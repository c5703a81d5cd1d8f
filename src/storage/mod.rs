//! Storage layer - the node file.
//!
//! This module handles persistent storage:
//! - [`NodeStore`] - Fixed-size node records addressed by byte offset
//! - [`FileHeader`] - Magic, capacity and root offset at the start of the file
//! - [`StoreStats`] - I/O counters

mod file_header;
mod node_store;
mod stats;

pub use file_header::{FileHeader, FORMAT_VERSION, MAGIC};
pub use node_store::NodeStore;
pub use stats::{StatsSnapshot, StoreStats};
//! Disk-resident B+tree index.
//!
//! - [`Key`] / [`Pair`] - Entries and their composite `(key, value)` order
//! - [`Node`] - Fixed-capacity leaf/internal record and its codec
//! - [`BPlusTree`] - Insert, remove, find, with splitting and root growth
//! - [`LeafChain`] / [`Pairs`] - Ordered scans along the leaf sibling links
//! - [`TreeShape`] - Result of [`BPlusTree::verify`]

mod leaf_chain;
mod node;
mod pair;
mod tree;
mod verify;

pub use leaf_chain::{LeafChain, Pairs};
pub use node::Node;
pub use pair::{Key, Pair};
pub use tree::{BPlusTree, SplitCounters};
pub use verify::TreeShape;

**BRIEF:**
Repeat the entries exactly, leaving nothing out.

**SOLUTION TO THIS PROBLEM:**
repository c5703a81d5cd1d8f
filename src/storage/mod.rs
//! Storage layer - the node file.
//!
//! This module handles persistent storage:
//! - [`NodeStore`] - Fixed-size node records addressed by byte offset
//! - [`FileHeader`] - Magic, capacity and root offset at the start of the file
//! - [`StoreStats`] - I/O counters

mod file_header;
mod node_store;
mod stats;

pub use file_header::{FileHeader, FORMAT_VERSION, MAGIC};
pub use node_store::NodeStore;
pub use stats::{StatsSnapshot, StoreStats};
//! Disk-resident B+tree index.
//!
//! - [`Key`] / [`Pair`] - Entries and their composite `(key, value)` order
//! - [`Node`] - Fixed-capacity leaf/internal record and its codec
//! - [`BPlusTree`] - Insert, remove, find, with splitting and root growth
//! - [`LeafChain`] / [`Pairs`] - Ordered scans along the leaf sibling links
//! - [`TreeShape`] - Result of [`BPlusTree::verify`]

mod leaf_chain;
mod node;
mod pair;
mod tree;
mod verify;

pub use leaf_chain::{LeafChain, Pairs};
pub use node::Node;
pub use pair::{Key, Pair};
pub use tree::{BPlusTree, SplitCounters};
pub use verify::TreeShape;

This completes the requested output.